Kono chiiki no tsuchi wa totemo koete iru.
The soil in this region is extremely fertile.
農家は毎年春に肥料を畑にまく。
Nōka wa maitoshi haru ni hiryō wo hatake ni maku.
— Farmers spread fertilizer on their fields every spring.
肥満は生活習慣病のリスクを高める。
Himan wa seikatsu shūkanbyō no risuku wo takameru.
— Obesity raises the risk of lifestyle-related diseases.
堆肥を使えば土が自然に肥える。
Taihi wo tsukaeba tsuchi ga shizen ni koeru.
— Using compost naturally enriches the soil.
芸術に触れることで、目が肥えてくる。
Geijutsu ni fureru koto de, me ga koete kuru.
Spending time with art gradually sharpens your eye.
その政治家は私腹を肥やして逮捕された。
Sono seijika wa shifuku wo koyashite taiho sareta.
That politician was arrested for lining their own pockets.
医師は患者の心臓肥大を発見した。
Ishi wa kanja no shinzō hidai wo hakken shita.
— The doctor found cardiac hypertrophy in the patient.
肥沃な大地では様々な作物が育つ。
Hiyoku na daichi de wa samazama na sakumotsu ga sodatsu.
— All kinds of crops thrive on fertile land.
放牧された牛はよく肥えていた。
Hōboku sareta ushi wa yoku koete ita.
— The pasture-raised cattle had grown plump and healthy.
有機肥料は環境に優しく、土を長期的に肥やす。
Yūki hiryō wa kankyō ni yasashiku, tsuchi wo chōkiteki ni koyasu.

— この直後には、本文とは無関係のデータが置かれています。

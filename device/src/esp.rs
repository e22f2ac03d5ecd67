use std::{
    io::{Read, Write},
    net::{Ipv4Addr, Shutdown, SocketAddr, TcpListener, TcpStream},
    sync::{Arc, Mutex, OnceLock},
    thread,
    time::{Duration, Instant},
};

use anyhow::{anyhow, Context};
use chrono::{NaiveDateTime, Utc};
use embedded_svc::wifi::{AuthMethod, ClientConfiguration, Configuration};
use esp_idf_hal::{
    i2c::{I2cConfig, I2cDriver},
    units::Hertz,
};
use esp_idf_svc::{
    eventloop::EspSystemEventLoop,
    hal::{modem::Modem, prelude::Peripherals},
    log::EspLogger,
    nvs::{EspDefaultNvsPartition, EspNvs},
    sntp::{EspSntp, SyncStatus},
    wifi::{BlockingWifi, EspWifi},
};
use log::{error, info, warn};

use clock_common::{
    apply_actions, handle_request, http::read_request, require_settings, CharDisplay, ClockConfig,
    ClockEngine, LoadedSettings, Outcome, Settings, SharedState, StartupError, SyncError,
    CONNECTING_MESSAGE, SETTINGS_KEY, SYNC_ERROR_MESSAGE,
};

use crate::lcd::{I2cLcd, PCF8574_ADDRESS};

const NVS_NAMESPACE: &str = "clock";
const NVS_BUFFER_BYTES: usize = 1024;
const I2C_BAUDRATE_HZ: u32 = 100_000;
const SNTP_POLL_MS: u64 = 100;
const SETTINGS_HTML: &str = include_str!("../web/settings.html");

#[derive(Clone)]
struct NvsStore {
    partition: EspDefaultNvsPartition,
    lock: Arc<Mutex<()>>,
}

pub fn run() -> anyhow::Result<()> {
    esp_idf_svc::sys::link_patches();
    EspLogger::initialize_default();

    let config = ClockConfig::default();
    let sys_loop = EspSystemEventLoop::take()?;
    let nvs_partition = EspDefaultNvsPartition::take()?;
    let store = NvsStore {
        partition: nvs_partition.clone(),
        lock: Arc::new(Mutex::new(())),
    };

    let Peripherals {
        modem, i2c0, pins, ..
    } = Peripherals::take()?;
    let i2c = I2cDriver::new(
        i2c0,
        pins.gpio21,
        pins.gpio22,
        &I2cConfig::new().baudrate(Hertz(I2C_BAUDRATE_HZ)),
    )?;
    let display = I2cLcd::new(i2c, PCF8574_ADDRESS, config.display_rows, config.display_cols)
        .context("failed to initialize LCD")?;

    let (settings, startup_error) = match load_startup_settings(&store) {
        Ok(settings) => (settings, None),
        Err(err) => (Settings::new("", ""), Some(err)),
    };

    info!(
        "NVS settings loaded: ssid=`{}`, summer=+{}h, winter=+{}h, alarm={}",
        settings.ssid, settings.summer_offset_hours, settings.winter_offset_hours, settings.alarm
    );

    let state = Arc::new(SharedState::new(settings.clone()));
    state.set_overlay(
        startup_error
            .as_ref()
            .map_or(CONNECTING_MESSAGE, StartupError::overlay),
    );
    spawn_display_loop(state.clone(), &config, display)?;

    if let Some(err) = startup_error {
        halt(&state, err);
    }

    let association_failed = || StartupError::NetworkAssociationFailure {
        ssid: settings.ssid.clone(),
    };
    let (wifi, ip) = match connect_wifi(modem, sys_loop, nvs_partition, &config, &settings) {
        Ok((wifi, Some(ip))) => (wifi, ip),
        Ok((_, None)) => halt(&state, association_failed()),
        Err(err) => {
            warn!("wifi startup failed: {err:#}");
            halt(&state, association_failed())
        }
    };
    state.set_ip(ip.to_string());
    state.clear_overlay();

    let addr = SocketAddr::from((Ipv4Addr::UNSPECIFIED, config.http_port));
    let listener =
        TcpListener::bind(addr).with_context(|| format!("failed to bind settings server at {addr}"))?;
    info!("settings page on http://{ip}:{}", config.http_port);

    // Keep the driver alive for the program lifetime.
    let _wifi = wifi;
    serve(&listener, &state, &store, &config)
}

/// Loads settings from NVS, writing filled-in defaults back.
fn load_startup_settings(store: &NvsStore) -> Result<Settings, StartupError> {
    let location = format!("NVS key `{SETTINGS_KEY}`");
    let LoadedSettings {
        settings,
        defaults_applied,
    } = require_settings(store.load(), &location)?;

    if defaults_applied {
        info!("filled in missing settings defaults");
        if let Err(err) = store.save(&settings) {
            warn!("failed to write back settings defaults: {err:#}");
        }
    }
    Ok(settings)
}

/// Shows the diagnostic and parks the main thread; the display thread keeps running.
fn halt(state: &SharedState, err: StartupError) -> ! {
    error!("startup halted: {err}");
    state.set_overlay(err.overlay());
    loop {
        thread::sleep(Duration::from_secs(60));
    }
}

fn connect_wifi(
    modem: Modem,
    sys_loop: EspSystemEventLoop,
    nvs_partition: EspDefaultNvsPartition,
    config: &ClockConfig,
    settings: &Settings,
) -> anyhow::Result<(EspWifi<'static>, Option<Ipv4Addr>)> {
    let mut esp_wifi = EspWifi::new(modem, sys_loop.clone(), Some(nvs_partition))?;

    let ip = {
        let mut wifi = BlockingWifi::wrap(&mut esp_wifi, sys_loop)?;
        let auth_method = if settings.password.is_empty() {
            AuthMethod::None
        } else {
            AuthMethod::WPAWPA2Personal
        };

        wifi.set_configuration(&Configuration::Client(ClientConfiguration {
            ssid: settings
                .ssid
                .as_str()
                .try_into()
                .map_err(|_| anyhow!("wifi ssid too long"))?,
            password: settings
                .password
                .as_str()
                .try_into()
                .map_err(|_| anyhow!("wifi password too long"))?,
            auth_method,
            ..Default::default()
        }))?;

        wifi.start()?;
        info!("wifi started, connecting to `{}`", settings.ssid);
        if let Err(err) = wifi.wifi_mut().connect() {
            warn!("wifi connect request failed: {err}");
        }

        poll_for_ip(&wifi, config)
    };

    Ok((esp_wifi, ip))
}

fn poll_for_ip(wifi: &BlockingWifi<&mut EspWifi<'static>>, config: &ClockConfig) -> Option<Ipv4Addr> {
    let attempts = config.wifi_connect_attempts.max(1);

    for attempt in 1..=attempts {
        match wifi.is_up() {
            Ok(true) => match wifi.wifi().sta_netif().get_ip_info() {
                Ok(info) => {
                    info!("wifi up on poll {attempt}, address {}", info.ip);
                    return Some(info.ip);
                }
                Err(err) => warn!("wifi up but no address yet: {err}"),
            },
            Ok(false) => info!("waiting for wifi ({attempt}/{attempts})"),
            Err(err) => warn!("wifi status poll failed: {err}"),
        }
        thread::sleep(Duration::from_millis(config.wifi_poll_interval_ms));
    }

    warn!("wifi not up after {attempts} polls");
    None
}

fn spawn_display_loop(
    state: Arc<SharedState>,
    config: &ClockConfig,
    mut display: I2cLcd<'static>,
) -> anyhow::Result<()> {
    let mut engine = ClockEngine::new(config, display.backlight_state());
    let mut clock = EspClock::new(config.ntp_timeout_ms);
    let tick = Duration::from_millis(config.tick_ms.max(1));

    thread::Builder::new()
        .name("display-loop".into())
        .stack_size(8 * 1024)
        .spawn(move || loop {
            let now_secs = monotonic_secs();

            if state.ip().is_some() && engine.needs_time_sync(now_secs) {
                let synced = match clock.sync() {
                    Ok(()) => {
                        info!("time synchronized");
                        state.clear_overlay_if(SYNC_ERROR_MESSAGE);
                        true
                    }
                    Err(err) => {
                        warn!("time sync failed: {err:#}");
                        state.set_overlay(SYNC_ERROR_MESSAGE);
                        false
                    }
                };
                engine.record_time_sync(synced, now_secs);
            }

            let actions = engine.tick_shared(&state, clock.now_utc(), now_secs);
            apply_actions(&mut display, &actions);
            thread::sleep(tick);
        })
        .context("failed to spawn display loop thread")?;

    Ok(())
}

/// System clock disciplined by the IDF SNTP service.
struct EspClock {
    sntp: Option<EspSntp<'static>>,
    timeout_ms: u64,
}

impl EspClock {
    fn new(timeout_ms: u64) -> Self {
        Self {
            sntp: None,
            timeout_ms,
        }
    }

    fn sync(&mut self) -> anyhow::Result<()> {
        if self.sntp.is_none() {
            self.sntp = Some(EspSntp::new_default().context("failed to start SNTP")?);
        }
        let Some(sntp) = self.sntp.as_ref() else {
            return Err(anyhow!("SNTP service unavailable"));
        };

        let deadline = Instant::now() + Duration::from_millis(self.timeout_ms);
        while sntp.get_sync_status() != SyncStatus::Completed {
            if Instant::now() >= deadline {
                return Err(SyncError::Timeout(self.timeout_ms).into());
            }
            thread::sleep(Duration::from_millis(SNTP_POLL_MS));
        }
        Ok(())
    }

    fn now_utc(&self) -> NaiveDateTime {
        Utc::now().naive_utc()
    }
}

fn serve(
    listener: &TcpListener,
    state: &SharedState,
    store: &NvsStore,
    config: &ClockConfig,
) -> anyhow::Result<()> {
    loop {
        let result = match listener.accept() {
            Ok((stream, peer)) => {
                info!("connection from {peer}");
                handle_connection(stream, state, store, config)
            }
            Err(err) => Err(anyhow::Error::new(err).context("accept failed")),
        };

        if let Err(err) = result {
            warn!("settings server error: {err:#}");
            thread::sleep(Duration::from_millis(config.socket_error_delay_ms));
        }
    }
}

fn handle_connection(
    mut stream: TcpStream,
    state: &SharedState,
    store: &NvsStore,
    config: &ClockConfig,
) -> anyhow::Result<()> {
    let mut initial = vec![0_u8; config.initial_read_bytes.max(1)];
    let read = stream.read(&mut initial).context("read failed")?;
    if read == 0 {
        return Ok(());
    }
    initial.truncate(read);

    let request = read_request(&initial, &mut stream, config.body_read_chunk_bytes)
        .context("body read failed")?;
    info!("{} {}", request.method, request.path);

    let outcome = handle_request(&request, state, Some(SETTINGS_HTML));
    match &outcome {
        Outcome::Saved { settings, .. } => match store.save(settings) {
            Ok(()) => info!("settings saved for ssid `{}`", settings.ssid),
            Err(err) => warn!("failed to persist settings: {err:#}"),
        },
        Outcome::Rejected { error, .. } => warn!("settings form rejected: {error}"),
        Outcome::Page { .. } => {}
    }

    stream
        .write_all(&outcome.response().to_bytes())
        .context("write failed")?;
    let _ = stream.shutdown(Shutdown::Both);
    Ok(())
}

impl NvsStore {
    fn load(&self) -> anyhow::Result<Option<LoadedSettings>> {
        let _guard = self
            .lock
            .lock()
            .map_err(|_| anyhow!("settings store lock poisoned"))?;
        let nvs = EspNvs::new(self.partition.clone(), NVS_NAMESPACE, true)?;
        let mut buffer = vec![0_u8; NVS_BUFFER_BYTES];

        match nvs.get_str(SETTINGS_KEY, &mut buffer)? {
            Some(value) => Ok(Some(Settings::from_json(value.as_bytes())?)),
            None => Ok(None),
        }
    }

    fn save(&self, settings: &Settings) -> anyhow::Result<()> {
        let _guard = self
            .lock
            .lock()
            .map_err(|_| anyhow!("settings store lock poisoned"))?;
        let mut nvs = EspNvs::new(self.partition.clone(), NVS_NAMESPACE, true)?;
        let payload = String::from_utf8(settings.to_json()?)?;
        nvs.set_str(SETTINGS_KEY, &payload)?;
        Ok(())
    }
}

fn monotonic_secs() -> u64 {
    static START: OnceLock<Instant> = OnceLock::new();
    START.get_or_init(Instant::now).elapsed().as_secs()
}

Organic fertilizers are gentler on the environment and enrich the soil over time.
Memory Tip
肥 tells the same story in two parts. Left side: 月, standing in for 肉 (flesh). Right side: 巴, a coiling spiral — picture a snake curled inward, or fat wrapping layer by layer around the body's core. That image of gradual accumulation is the heart of the character.
The idiom 私腹を肥やす gives you a second hook: greed coiling like a snake, quietly gathering whatever it can reach. A plump well-fed animal, dark nutrient-rich soil, a corrupt official growing quietly wealthy — 肥 tells the same story each time. Keep that coiling image in mind and the kanji will stick.